I felt bad for most of the actors in Vacation. But not Ed Helms. If you’re a sports fan, you might be familiar with the phrase “playing down to your competition.” It means you are a good team but when you play a bad team, you play just bad enough to keep them in the game. That is Ed Helms. He plays down to his material and that is exactly how he is in Vacation. The screenwriting and direction are the biggest problems of this movie, but Ed Helms still does nothing to elevate this material. He wades in the sewage. Literally. So does Steele Stebbins as the youngest Griswold, who has the impossibly written character of a boy who enjoys picking on his sweet older brother. This would be fine if the kid didn’t want to murder his older brother, which hilariously he wants to do in this fucking Vacation piece of shit.
Christina Applegate (an actress I usually don’t love because she always is stuck playing a buzz kill) maintains her dignity and I liked her in Vacation because she’s one of maybe two characters who are reasonable people. Chevy Chase (who looks tired and confused), Beverly D’Angelo, Leslie Mann and Chris Hemsworth all have small roles, of which Hemsworth is by far the funniest. However, he’s only in the movie for maybe 10 minutes. He has a good running joke where he uses faucets as an analogy for everything and it’s one of the few instances of genuine wit in the movie. But then Ed Helms steps on the joke because that’s what Ed Helms does. I don’t like Ed Helms. There’s also a cameo by Norman Reedus and I question his sanity for taking that part. It’s in insanely poor taste. It involves sex with kids – a topic this movie is obsessed with (e.g. rim jobs, adults falling face first into toddler’s laps, luring children with stuffed animals etc.). I hate this movie.

Another shitty thing about Vacation is that it exists entirely in movie world. I’m so tired of that.

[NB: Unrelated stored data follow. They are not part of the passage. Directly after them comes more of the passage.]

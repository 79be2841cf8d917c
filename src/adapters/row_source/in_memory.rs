//! In-memory row source for mock data and tests.
//!
//! Serves a fixed record set, optionally preceded by scripted responses
//! (records or failures), each with its own simulated latency.
//!
//! # Example
//!
//! ```ignore
//! let source = InMemoryRowSource::new(sample_leads())
//!     .with_records_after(Duration::from_millis(50), updated_leads())
//!     .with_failure("upstream 502");
//!
//! source.fetch_records().await?; // updated_leads after 50ms
//! source.fetch_records().await;  // Err(FetchFailed)
//! source.fetch_records().await?; // sample_leads
//! ```

use async_trait::async_trait;
use std::collections::VecDeque;
use std::sync::{Arc, Mutex, PoisonError};
use std::time::Duration;
use tokio::time::sleep;

use crate::domain::foundation::DomainError;
use crate::ports::RowSource;

/// One scripted fetch outcome.
#[derive(Debug, Clone)]
pub enum ScriptedFetch<T> {
    Records { records: Vec<T>, delay: Duration },
    Failure { message: String, delay: Duration },
}

/// Record source held in memory.
#[derive(Debug, Clone)]
pub struct InMemoryRowSource<T> {
    name: String,
    records: Arc<Mutex<Vec<T>>>,
    script: Arc<Mutex<VecDeque<ScriptedFetch<T>>>>,
    calls: Arc<Mutex<usize>>,
}

impl<T: Clone> InMemoryRowSource<T> {
    pub fn new(records: Vec<T>) -> Self {
        Self {
            name: "in-memory".to_string(),
            records: Arc::new(Mutex::new(records)),
            script: Arc::new(Mutex::new(VecDeque::new())),
            calls: Arc::new(Mutex::new(0)),
        }
    }

    pub fn with_name(mut self, name: impl Into<String>) -> Self {
        self.name = name.into();
        self
    }

    /// Queues a response that resolves after `delay`.
    pub fn with_records_after(self, delay: Duration, records: Vec<T>) -> Self {
        self.push(ScriptedFetch::Records { records, delay });
        self
    }

    /// Queues an immediate failure.
    pub fn with_failure(self, message: impl Into<String>) -> Self {
        self.push(ScriptedFetch::Failure {
            message: message.into(),
            delay: Duration::ZERO,
        });
        self
    }

    /// Queues a scripted outcome on a shared source.
    pub fn push(&self, fetch: ScriptedFetch<T>) {
        self.script
            .lock()
            .unwrap_or_else(PoisonError::into_inner)
            .push_back(fetch);
    }

    /// Replaces the fallback record set served once the script is drained.
    pub fn set_records(&self, records: Vec<T>) {
        *self.records.lock().unwrap_or_else(PoisonError::into_inner) = records;
    }

    /// Number of fetches started so far.
    pub fn call_count(&self) -> usize {
        *self.calls.lock().unwrap_or_else(PoisonError::into_inner)
    }

    fn next_fetch(&self) -> Option<ScriptedFetch<T>> {
        self.script
            .lock()
            .unwrap_or_else(PoisonError::into_inner)
            .pop_front()
    }
}

#[async_trait]
impl<T> RowSource<T> for InMemoryRowSource<T>
where
    T: Clone + Send + 'static,
{
    async fn fetch_records(&self) -> Result<Vec<T>, DomainError> {
        *self.calls.lock().unwrap_or_else(PoisonError::into_inner) += 1;

        match self.next_fetch() {
            Some(ScriptedFetch::Records { records, delay }) => {
                if !delay.is_zero() {
                    sleep(delay).await;
                }
                Ok(records)
            }
            Some(ScriptedFetch::Failure { message, delay }) => {
                if !delay.is_zero() {
                    sleep(delay).await;
                }
                Err(DomainError::fetch_failed(&self.name, message))
            }
            None => Ok(self
                .records
                .lock()
                .unwrap_or_else(PoisonError::into_inner)
                .clone()),
        }
    }

    fn name(&self) -> &str {
        &self.name
    }
}

#[cfg(test)]
mod tests {
    use super::*;
    use crate::domain::foundation::ErrorCode;

    #[tokio::test]
    async fn serves_fallback_records_without_script() {
        let source = InMemoryRowSource::new(vec![1, 2, 3]);
        assert_eq!(source.fetch_records().await.unwrap(), vec![1, 2, 3]);
        assert_eq!(source.call_count(), 1);
    }

    #[tokio::test]
    async fn script_is_consumed_in_order_then_falls_back() {
        let source = InMemoryRowSource::new(vec![0])
            .with_name("calls/queue")
            .with_records_after(Duration::ZERO, vec![7, 8])
            .with_failure("upstream 502");

        assert_eq!(source.fetch_records().await.unwrap(), vec![7, 8]);
        let err = source.fetch_records().await.unwrap_err();
        assert_eq!(err.code, ErrorCode::FetchFailed);
        assert_eq!(err.details.get("source"), Some(&"calls/queue".to_string()));
        assert_eq!(source.fetch_records().await.unwrap(), vec![0]);
    }

    #[tokio::test(start_paused = true)]
    async fn scripted_delay_is_honoured() {
        let source = InMemoryRowSource::new(Vec::<u8>::new())
            .with_records_after(Duration::from_secs(3), vec![1]);

        let started = tokio::time::Instant::now();
        source.fetch_records().await.unwrap();
        assert!(started.elapsed() >= Duration::from_secs(3));
    }

    #[tokio::test]
    async fn set_records_changes_fallback_for_clones() {
        let source = InMemoryRowSource::new(vec!["a"]);
        let shared = source.clone();
        source.set_records(vec!["b", "c"]);
        assert_eq!(shared.fetch_records().await.unwrap(), vec!["b", "c"]);
    }
}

This is a vacation movie made by two assholes that have seemingly never been on a vacation before because there is nary an identifiable situation in the movie. It’s ok to humiliate your characters if we like and can empathize with them, but we’re never given any time to like these individuals so it’s just a show of figuratively watching carnival barkers bite the heads off of chickens while the audience recoils in disgust. The structure is episodic, so it bounces from one bad sequence to another every 10 minutes. The worst is a horrible, endless Four Corners Monument scene which is not funny, embarrassing and goes on way too long. It’s like desperate improv comedy you can’t escape.
There’s no sense belaboring this review any longer. The new Vacation is just dreadful. It’s a movie you can passively watch for a little while, laughing here and there, until the stone-cold realization hits you that the movie hates its characters and hates you even more as a viewer. I’m not usually the conscience police when it comes to movies, but this one really crosses the line of being edgy and audacious into just being in poor taste. There’s no morality to be had here. It has very little of the heart and wit of the original series and is just point blank an uncomfortable experience. Even if you like the other ones, I don’t think you’ll like this one. It’s a family comedy that’s been hijacked by 21st century smarm and nihilism. Writing this review just reminds me of how much this movie really pisses me off.

10 comments:

  1. CLARIFICATION: It was the carnival barker's job to lure people into the tent. It was the GEEK's job to bite the heads off live chickens. Great review, Adam.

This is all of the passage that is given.